My rating: 4 of 5 stars
"What is wanted is history, the man in the raincoat, wearing the loops of his ideas, the buttons of his period. Some men define themselves by women although they appear to believe it is quite the opposite; to believe that it is she, rather than themselves, who is being filed away, tagged, named at last like a quivering cell under a microscope."
I am wondering why Elizabeth Hardwick's Sleepless Nights (1979) is classified as a novel. Probably for business reasons: the publishers are likely to believe that non-novels do not sell. Well, here's a spoiler: Ms. Hardwick's work is certainly not a novel. While some might call it autobiography, it is not that either. Somewhere I have seen a reasonably fitting term - "scrapbook of memories," but then are those really "memories"? How do we know which passages are "real" and which are "fictional", if we put aside the question what the terms "real" and "fictional" mean in literature? Maybe it is a collection of stories connected with the author's past? Nah, none of the passages are proper stories: they do not begin and they do not end. They just suddenly arise from a tangle of words and they dissolve in another tangle. I would like to call Sleepless Nights a set of poetic impressions about life. About people, about places, and about passing.
People come alive from the pages: The brilliant passages about Billie Holiday dazzle with the power of observation and literary virtuosity as do the impressions about Josette and her sister, and about an unnamed man from the narrator's youth and the "warning word disgrace [she] carried with [her] for years and years." The "red-cheeked homosexual young man from Kentucky", the narrator's long-time friend, is the subject of another scintillating portrait.

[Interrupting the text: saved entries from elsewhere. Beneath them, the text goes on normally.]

// SPDX-License-Identifier: PMPL-1.0-or-later
// Copyright (c) 2026 Jonathan D.A. Jewell (hyperpolymath) <jonathan.jewell@open.ac.uk>
//
// Core domain types for Folio: QC warnings, exposure metadata and color
// correction values.

use serde::{Deserialize, Serialize};

/// Which long side of a page a margin strip was found on.
#[derive(Debug, Clone, Copy, PartialEq, Eq, Serialize, Deserialize)]
#[serde(rename_all = "snake_case")]
pub enum Side {
    Left,
    Right,
}

/// A QC warning attached to a single page.
///
/// Warnings never block output; they flag pages a human should look at.
#[derive(Debug, Clone, PartialEq, Serialize, Deserialize)]
#[serde(tag = "kind", rename_all = "snake_case")]
pub enum Warning {
    /// Accepted, but the contour fills its rectangle less than expected.
    LowSquarishness { value: f64 },
    /// Accepted from the tolerant aspect-ratio range only.
    UnexpectedAspectRatio { value: f64 },
    /// A margin strip was cut off one side of the page rectangle.
    BorderTrimmed { side: Side, width: f64 },
}

impl std::fmt::Display for Warning {
    fn fmt(&self, f: &mut std::fmt::Formatter<'_>) -> std::fmt::Result {
        match self {
            Self::LowSquarishness { value } => write!(f, "low squarishness ({value:.3})"),
            Self::UnexpectedAspectRatio { value } => {
                write!(f, "unexpected aspect ratio ({value:.2})")
            }
            Self::BorderTrimmed { side, width } => {
                write!(f, "trimmed {width:.0}px margin strip on the {side:?} side")
            }
        }
    }
}

/// A QC warning attached to a whole photograph.
#[derive(Debug, Clone, PartialEq, Eq, Serialize, Deserialize)]
#[serde(tag = "kind", rename_all = "snake_case")]
pub enum PhotoWarning {
    /// Number of selected pages differs from the expected count.
    PageCount { found: usize, expected: usize },
    /// Nothing was selected; the whole photograph is exported as one page.
    WholeImageFallback,
    /// The color-card patch could not be measured; an earlier or the
    /// default correction is used instead.
    CalibrationSkipped { reason: String },
}

impl std::fmt::Display for PhotoWarning {
    fn fmt(&self, f: &mut std::fmt::Formatter<'_>) -> std::fmt::Result {
        match self {
            Self::PageCount { found, expected } => {
                write!(f, "{found} pages found ({expected} expected)")
            }
            Self::WholeImageFallback => write!(f, "no page selected, exporting whole image"),
            Self::CalibrationSkipped { reason } => write!(f, "color patch not usable: {reason}"),
        }
    }
}

/// Exposure settings read from the photograph's EXIF block.
///
/// Extraction is done by the image source; the engine only reads the
/// exposure time when propagating a calibration to later photographs.
#[derive(Debug, Clone, Copy, PartialEq, Default, Serialize, Deserialize)]
pub struct ExposureInfo {
    /// Shutter time in seconds.
    #[serde(default)]
    pub exposure_time: Option<f64>,
    #[serde(default)]
    pub iso: Option<u32>,
    /// Aperture f-number.
    #[serde(default)]
    pub aperture: Option<f64>,
}

/// White-balance and exposure correction derived from a color-card patch.
#[derive(Debug, Clone, PartialEq, Serialize, Deserialize)]
pub struct ColorCorrection {
    /// Per-channel (R, G, B) gains in linear space; the weakest is 1.0.
    pub white_balance: [f64; 3],
    /// Linear gain applied on top of white balance.
    pub exposure: f64,
    /// Exposure metadata of the photograph the patch was measured on.
    pub source_exif: ExposureInfo,
    /// Image path of the calibration photograph, `None` for the configured
    /// default.
    pub origin: Option<String>,
}

impl ColorCorrection {
    /// Correction that leaves every pixel unchanged.
    pub fn identity() -> Self {
        Self {
            white_balance: [1.0; 3],
            exposure: 1.0,
            source_exif: ExposureInfo::default(),
            origin: None,
        }
    }

    pub fn is_identity(&self) -> bool {
        self.white_balance.iter().all(|f| (f - 1.0).abs() < 1e-9) && (self.exposure - 1.0).abs() < 1e-9
    }

    /// Combined linear gain for one channel.
    pub fn gain(&self, channel: usize) -> f64 {
        self.white_balance[channel] * self.exposure
    }
}
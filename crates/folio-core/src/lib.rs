// SPDX-License-Identifier: PMPL-1.0-or-later
// Copyright (c) 2026 Jonathan D.A. Jewell (hyperpolymath) <jonathan.jewell@open.ac.uk>
//
// Folio — Core types, configuration and error definitions shared across all
// crates.

pub mod config;
pub mod error;
pub mod geometry;
pub mod record;
pub mod types;

pub use config::FolioConfig;
pub use error::{FolioError, Result};
pub use geometry::*;
pub use record::*;
pub use types::*;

Places: Kentucky (the author was born in Lexington, in 1916), New York and the West 67th Street, the jazz clubs and the streets. Then Maine. But also Holland. To me, Part Eight, about the narrator's (and presumably the author's) time in the Netherlands is one of the highpoints of the book. Ms. Hardwick captures the literary aspect of Europeanness:
"Amsterdam, a city of readers. All night long you seemed to hear the turning of pages, pages of French, Italian, English, and the despised German. Those fair heads remembered Ovid, Yeats, Baudelaire and remembered suffering, hiding, freezing. The weight of books and wars."The short chapter about Holland made me remember Nicolas Freeling and his many books about that country. How similar the prose is, how Ms. Hardwick's and Mr. Freeling's cadences evoke the same images and feelings.

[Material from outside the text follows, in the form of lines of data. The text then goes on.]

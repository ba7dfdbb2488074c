// SPDX-License-Identifier: PMPL-1.0-or-later
// Copyright (c) 2026 Jonathan D.A. Jewell (hyperpolymath) <jonathan.jewell@open.ac.uk>
//
// Engine and batch configuration.

use serde::{Deserialize, Serialize};

use crate::error::{FolioError, Result};

/// Axis along which whole-surface detections are recognised.
///
/// `Vertical` rejects candidates spanning the full height of the frame,
/// `Horizontal` those spanning the full width.
#[derive(Debug, Clone, Copy, PartialEq, Eq, Default, Serialize, Deserialize)]
#[serde(rename_all = "snake_case")]
pub enum PageDirection {
    #[default]
    Vertical,
    Horizontal,
}

/// Parameters of the candidate filter.
#[derive(Debug, Clone, PartialEq, Serialize, Deserialize)]
#[serde(default)]
pub struct SelectionPolicy {
    /// Number of pages expected on one photograph.
    pub expected_page_count: usize,
    /// Candidates whose contour covers less than this fraction of the
    /// photograph end the scan.
    pub min_area_ratio: f64,
    /// Accepted width/height range of a page bounding box.
    pub aspect_ratio_range: [f64; 2],
    /// Wider range accepted with a warning.
    pub aspect_ratio_warn_range: Option<[f64; 2]>,
    /// Contour area over oriented-rectangle area below which a candidate is
    /// rejected.
    pub squarishness_min: f64,
    /// Squarishness below which an accepted page carries a warning.
    pub squarishness_warn: Option<f64>,
    pub direction: PageDirection,
    /// IoU above which a candidate duplicates an earlier one.
    pub duplicate_iou_threshold: f64,
    /// Relative area difference to the reference page allowed while fewer
    /// than `expected_page_count` pages are accepted.
    pub size_factor_loose: f64,
    /// Relative area difference allowed once the expected count is reached.
    pub size_factor_tight: f64,
    /// Distance in pixels within which a box edge counts as touching a frame
    /// or crop-window edge.
    pub edge_tolerance_px: f64,
    /// A box is contained in another when less than this fraction of its
    /// area lies outside.
    pub containment_slack: f64,
}

impl Default for SelectionPolicy {
    fn default() -> Self {
        Self {
            expected_page_count: 2,
            min_area_ratio: 0.1,
            aspect_ratio_range: [1.7, 20.0],
            aspect_ratio_warn_range: None,
            squarishness_min: 0.85,
            squarishness_warn: None,
            direction: PageDirection::Vertical,
            duplicate_iou_threshold: 0.8,
            size_factor_loose: 0.4,
            size_factor_tight: 0.15,
            edge_tolerance_px: 20.0,
            containment_slack: 0.1,
        }
    }
}

/// Thresholds deciding whether split fragments replace a merged page.
#[derive(Debug, Clone, PartialEq, Serialize, Deserialize)]
#[serde(default)]
pub struct ResolverPolicy {
    /// Maximum common-intersection over union of the fragment boxes.
    pub max_fragment_overlap: f64,
    /// Minimum IoU between the fragments' union box and the merged page.
    pub min_union_iou: f64,
}

impl Default for ResolverPolicy {
    fn default() -> Self {
        Self {
            max_fragment_overlap: 0.4,
            min_union_iou: 0.9,
        }
    }
}

/// Parameters of the margin-strip trimmer.
#[derive(Debug, Clone, PartialEq, Serialize, Deserialize)]
#[serde(default)]
pub struct TrimPolicy {
    pub enabled: bool,
    pub squarishness_min: f64,
    /// Allowed relative height difference between strip and page.
    pub height_tolerance: f64,
    /// Maximum strip width as a fraction of the page width.
    pub max_width_ratio: f64,
    /// Maximum distance between strip and page edge, as a fraction of the
    /// page width.
    pub flush_tolerance: f64,
}

impl Default for TrimPolicy {
    fn default() -> Self {
        Self {
            enabled: false,
            squarishness_min: 0.65,
            height_tolerance: 0.1,
            max_width_ratio: 0.1,
            flush_tolerance: 0.05,
        }
    }
}

/// Mask cleanup applied by the geometry builder.
#[derive(Debug, Clone, PartialEq, Serialize, Deserialize)]
#[serde(default)]
pub struct GeometryOptions {
    /// Side of the square erosion element in working-resolution pixels;
    /// 0 disables erosion.
    pub erosion_kernel: u32,
}

impl Default for GeometryOptions {
    fn default() -> Self {
        Self { erosion_kernel: 30 }
    }
}

/// How a page rectangle is turned into pixels.
#[derive(Debug, Clone, Copy, PartialEq, Eq, Default, Serialize, Deserialize)]
#[serde(rename_all = "snake_case")]
pub enum ExtractionMode {
    /// Crop the axis-aligned box around the rectangle.
    AxisAligned,
    /// Rotate about the rectangle center and crop it exactly.
    #[default]
    RotationCorrected,
}

/// Color-card calibration settings.
#[derive(Debug, Clone, PartialEq, Serialize, Deserialize)]
#[serde(default)]
pub struct CalibrationConfig {
    pub enabled: bool,
    /// Tag marking a page record as the color-card patch.
    pub patch_tag: String,
    /// sRGB-encoded value the patch should reach after correction.
    pub target_value: f64,
    /// Fraction of the exposure-time ratio applied when reusing a
    /// calibration on another photograph.
    pub exposure_damping: f64,
    /// Gains used until the first patch of a batch is seen.
    pub default_white_balance: [f64; 3],
    pub default_exposure: f64,
}

impl Default for CalibrationConfig {
    fn default() -> Self {
        Self {
            enabled: true,
            patch_tag: "T1".to_owned(),
            target_value: 0.95,
            exposure_damping: 0.5,
            default_white_balance: [1.0; 3],
            default_exposure: 1.0,
        }
    }
}

/// Global page numbering across a batch.
#[derive(Debug, Clone, PartialEq, Serialize, Deserialize)]
#[serde(default)]
pub struct ResequenceOptions {
    pub enabled: bool,
    /// Number given to the first exported page; values above 1 leave room
    /// for introductory pages inserted later.
    pub first_number: u32,
}

impl Default for ResequenceOptions {
    fn default() -> Self {
        Self {
            enabled: false,
            first_number: 1,
        }
    }
}

/// Batch driver settings.
#[derive(Debug, Clone, PartialEq, Serialize, Deserialize)]
#[serde(default)]
pub struct BatchConfig {
    /// Worker count for the parallel passes.
    pub concurrency: usize,
    /// Skip photographs whose pages have all been written already.
    pub skip_if_exists: bool,
    /// Run the selection engine even when a record already lists pages.
    pub reanalyze: bool,
    /// Re-run selection on the denser oracle output when the page count
    /// is off.
    pub dense_retry: bool,
    pub resequence: ResequenceOptions,
    /// Extension (and therefore format) of the written pages.
    pub output_extension: String,
}

impl Default for BatchConfig {
    fn default() -> Self {
        Self {
            concurrency: 4,
            skip_if_exists: true,
            reanalyze: false,
            dense_retry: true,
            resequence: ResequenceOptions::default(),
            output_extension: "tif".to_owned(),
        }
    }
}

/// Complete Folio configuration, persisted as JSON.
#[derive(Debug, Clone, Default, PartialEq, Serialize, Deserialize)]
#[serde(default)]
pub struct FolioConfig {
    pub selection: SelectionPolicy,
    pub resolver: ResolverPolicy,
    pub trim: TrimPolicy,
    pub geometry: GeometryOptions,
    pub extraction: ExtractionMode,
    pub calibration: CalibrationConfig,
    pub batch: BatchConfig,
}

impl FolioConfig {
    /// Read a configuration file; missing fields take their defaults.
    pub fn load(path: impl AsRef<std::path::Path>) -> Result<Self> {
        let data = std::fs::read_to_string(path.as_ref())?;
        let config: Self = serde_json::from_str(&data)?;
        config.validate()?;
        Ok(config)
    }

    pub fn save(&self, path: impl AsRef<std::path::Path>) -> Result<()> {
        let json = serde_json::to_string_pretty(self)?;
        std::fs::write(path.as_ref(), json)?;
        Ok(())
    }

    /// Reject parameter combinations the engine cannot work with.
    pub fn validate(&self) -> Result<()> {
        let s = &self.selection;
        if s.expected_page_count == 0 {
            return Err(invalid("expected_page_count must be at least 1"));
        }
        check_range("aspect_ratio_range", s.aspect_ratio_range)?;
        if let Some(range) = s.aspect_ratio_warn_range {
            check_range("aspect_ratio_warn_range", range)?;
        }
        if !(0.0..=1.0).contains(&s.min_area_ratio) {
            return Err(invalid("min_area_ratio must be within [0, 1]"));
        }
        if s.squarishness_warn.is_some_and(|warn| warn < s.squarishness_min) {
            return Err(invalid("squarishness_warn must not be below squarishness_min"));
        }
        if s.size_factor_tight > s.size_factor_loose {
            return Err(invalid("size_factor_tight must not exceed size_factor_loose"));
        }
        if self.calibration.target_value <= 0.0 || self.calibration.target_value > 1.0 {
            return Err(invalid("calibration target_value must be within (0, 1]"));
        }
        if self.calibration.default_white_balance.iter().any(|f| *f <= 0.0)
            || self.calibration.default_exposure <= 0.0
        {
            return Err(invalid("default correction gains must be positive"));
        }
        if self.batch.concurrency == 0 {
            return Err(invalid("batch concurrency must be at least 1"));
        }
        if self.batch.output_extension.is_empty() {
            return Err(invalid("output_extension must not be empty"));
        }
        Ok(())
    }
}

fn invalid(msg: &str) -> FolioError {
    FolioError::InvalidConfig(msg.to_owned())
}

fn check_range(name: &str, range: [f64; 2]) -> Result<()> {
    if range[0] <= 0.0 || range[0] > range[1] {
        return Err(FolioError::InvalidConfig(format!(
            "{name} must be an increasing pair of positive ratios, got {range:?}"
        )));
    }
    Ok(())
}

#[cfg(test)]
mod tests {
    use super::*;

    #[test]
    fn defaults_are_valid() {
        FolioConfig::default().validate().unwrap();
    }

    #[test]
    fn partial_json_takes_defaults() {
        let cfg: FolioConfig =
            serde_json::from_str(r#"{ "selection": { "expected_page_count": 1 } }"#).unwrap();
        assert_eq!(cfg.selection.expected_page_count, 1);
        assert_eq!(cfg.selection.duplicate_iou_threshold, 0.8);
        assert_eq!(cfg.batch.concurrency, 4);
        assert_eq!(cfg.extraction, ExtractionMode::RotationCorrected);
    }

    #[test]
    fn inverted_range_is_rejected() {
        let mut cfg = FolioConfig::default();
        cfg.selection.aspect_ratio_range = [5.0, 2.0];
        assert!(matches!(cfg.validate(), Err(FolioError::InvalidConfig(_))));
    }

    #[test]
    fn zero_concurrency_is_rejected() {
        let mut cfg = FolioConfig::default();
        cfg.batch.concurrency = 0;
        assert!(cfg.validate().is_err());
    }

    #[test]
    fn save_then_load() {
        let dir = tempfile::tempdir().unwrap();
        let path = dir.path().join("folio.config.json");
        let mut cfg = FolioConfig::default();
        cfg.trim.enabled = true;
        cfg.save(&path).unwrap();
        let loaded = FolioConfig::load(&path).unwrap();
        assert_eq!(loaded, cfg);
    }
}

Passage of time: The brief visit that each of us pays to the realm of the living. Ms. Hardwick writes, beautifully:
"Where is my life? he seemed to be saying. My plates of pickled mussels, the slices of cheese, the tumblers of lemon gin?Sleepless Nights is also about women. How they are the subjects of human history, rather than just being filed away as memory objects (cf. the epigraph). The characterization of the narrator's physical relationship with a certain Alex is masterful and so different from the way men usually describe the relationship.

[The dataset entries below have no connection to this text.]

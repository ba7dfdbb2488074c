// SPDX-License-Identifier: PMPL-1.0-or-later
// Copyright (c) 2026 Jonathan D.A. Jewell (hyperpolymath) <jonathan.jewell@open.ac.uk>
//
// Pipeline observer — debugging hook notified of every selection decision.

use tracing::debug;

use crate::geometry::Annotation;

/// Why the candidate filter dropped an annotation.
#[derive(Debug, Clone, Copy, PartialEq)]
pub enum RejectReason {
    /// Below the minimum area ratio; ends the scan.
    TooSmall { area_ratio: f64 },
    /// Covers the whole frame along the configured direction.
    SpansFrame,
    /// Close to more than two crop-window edges.
    TouchesCropEdges { edges: usize },
    LowSquarishness { value: f64 },
    /// Overlaps an accepted page or queued fragment.
    Duplicate { iou: f64 },
    /// First page candidate with an out-of-range aspect ratio.
    AspectRatio { value: f64 },
    /// Lies inside a queued fragment.
    InsideFragment,
    /// Neither page-sized nor needed as a fragment.
    Surplus,
}

/// What the filter or resolver did with an annotation.
#[derive(Debug, Clone, Copy, PartialEq, Eq)]
pub enum SelectionRole {
    Page,
    Fragment,
    /// A fragment promoted to a page by the union resolver.
    PromotedFragment,
}

/// Receives selection events for one photograph. Every method defaults to
/// doing nothing.
pub trait PipelineObserver: Send + Sync {
    fn on_annotation(&self, _index: usize, _annotation: &Annotation) {}

    fn on_rejected(&self, _index: usize, _reason: RejectReason) {}

    fn on_selected(&self, _index: usize, _role: SelectionRole) {}
}

/// Ignores every event.
#[derive(Debug, Clone, Copy, Default)]
pub struct NoopObserver;

impl PipelineObserver for NoopObserver {}

/// Logs every event at `debug` level.
#[derive(Debug, Clone, Copy, Default)]
pub struct TracingObserver;

impl PipelineObserver for TracingObserver {
    fn on_annotation(&self, index: usize, annotation: &Annotation) {
        debug!(
            index,
            area = annotation.contour_area(),
            bbox = ?annotation.bbox(),
            squarishness = annotation.squarishness(),
            "Candidate"
        );
    }

    fn on_rejected(&self, index: usize, reason: RejectReason) {
        debug!(index, ?reason, "Candidate rejected");
    }

    fn on_selected(&self, index: usize, role: SelectionRole) {
        debug!(index, ?role, "Candidate selected");
    }
}

#[cfg(test)]
pub(crate) mod recording {
    use std::sync::Mutex;

    use super::*;

    /// Collects events for assertions.
    #[derive(Default)]
    pub struct RecordingObserver {
        pub rejected: Mutex<Vec<(usize, RejectReason)>>,
        pub selected: Mutex<Vec<(usize, SelectionRole)>>,
    }

    impl PipelineObserver for RecordingObserver {
        fn on_rejected(&self, index: usize, reason: RejectReason) {
            if let Ok(mut v) = self.rejected.lock() {
                v.push((index, reason));
            }
        }

        fn on_selected(&self, index: usize, role: SelectionRole) {
            if let Ok(mut v) = self.selected.lock() {
                v.push((index, role));
            }
        }
    }
}
// SPDX-License-Identifier: PMPL-1.0-or-later
// Copyright (c) 2026 Jonathan D.A. Jewell (hyperpolymath) <jonathan.jewell@open.ac.uk>
//
// Page orderer — reading direction from the spread of page centers.

use folio_core::Point2;

#[derive(Debug, Clone, Copy, PartialEq, Eq)]
pub enum ReadingDirection {
    LeftToRight,
    TopToBottom,
}

/// Dominant layout axis of a set of page centers, `None` for fewer than two.
pub fn reading_direction(centers: &[Point2]) -> Option<ReadingDirection> {
    if centers.len() < 2 {
        return None;
    }
    let range = |f: fn(&Point2) -> f64| {
        let (lo, hi) = centers
            .iter()
            .map(f)
            .fold((f64::INFINITY, f64::NEG_INFINITY), |(lo, hi), v| (lo.min(v), hi.max(v)));
        hi - lo
    };
    if range(|p| p.x) > range(|p| p.y) {
        Some(ReadingDirection::LeftToRight)
    } else {
        Some(ReadingDirection::TopToBottom)
    }
}

/// Sort `items` into reading order. The sort is stable, so items sharing a
/// coordinate keep their relative order.
pub fn order_by_reading<T>(items: &mut [T], center: impl Fn(&T) -> Point2) -> Option<ReadingDirection> {
    let centers: Vec<Point2> = items.iter().map(&center).collect();
    let direction = reading_direction(&centers)?;
    match direction {
        ReadingDirection::LeftToRight => items.sort_by(|a, b| center(a).x.total_cmp(&center(b).x)),
        ReadingDirection::TopToBottom => items.sort_by(|a, b| center(a).y.total_cmp(&center(b).y)),
    }
    Some(direction)
}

An excellent, mature read, a book to remember. In addition to all the previously mentioned good stuff, the ending is strong and we can find a most wonderful fragment of Hölderlin's poem - in a beautiful translation - that I quote after the rating.
Four and a quarter stars.
"Alas for me, where shall I get the flowers when it is winter and where the sunshine and shadow of earth? The walls stand speechless and cold, the weather vanes rattle in the wind."
(Friedrich Hölderlin, "Hälfte des Lebens", translated, presumably, by Elizabeth Hardwick)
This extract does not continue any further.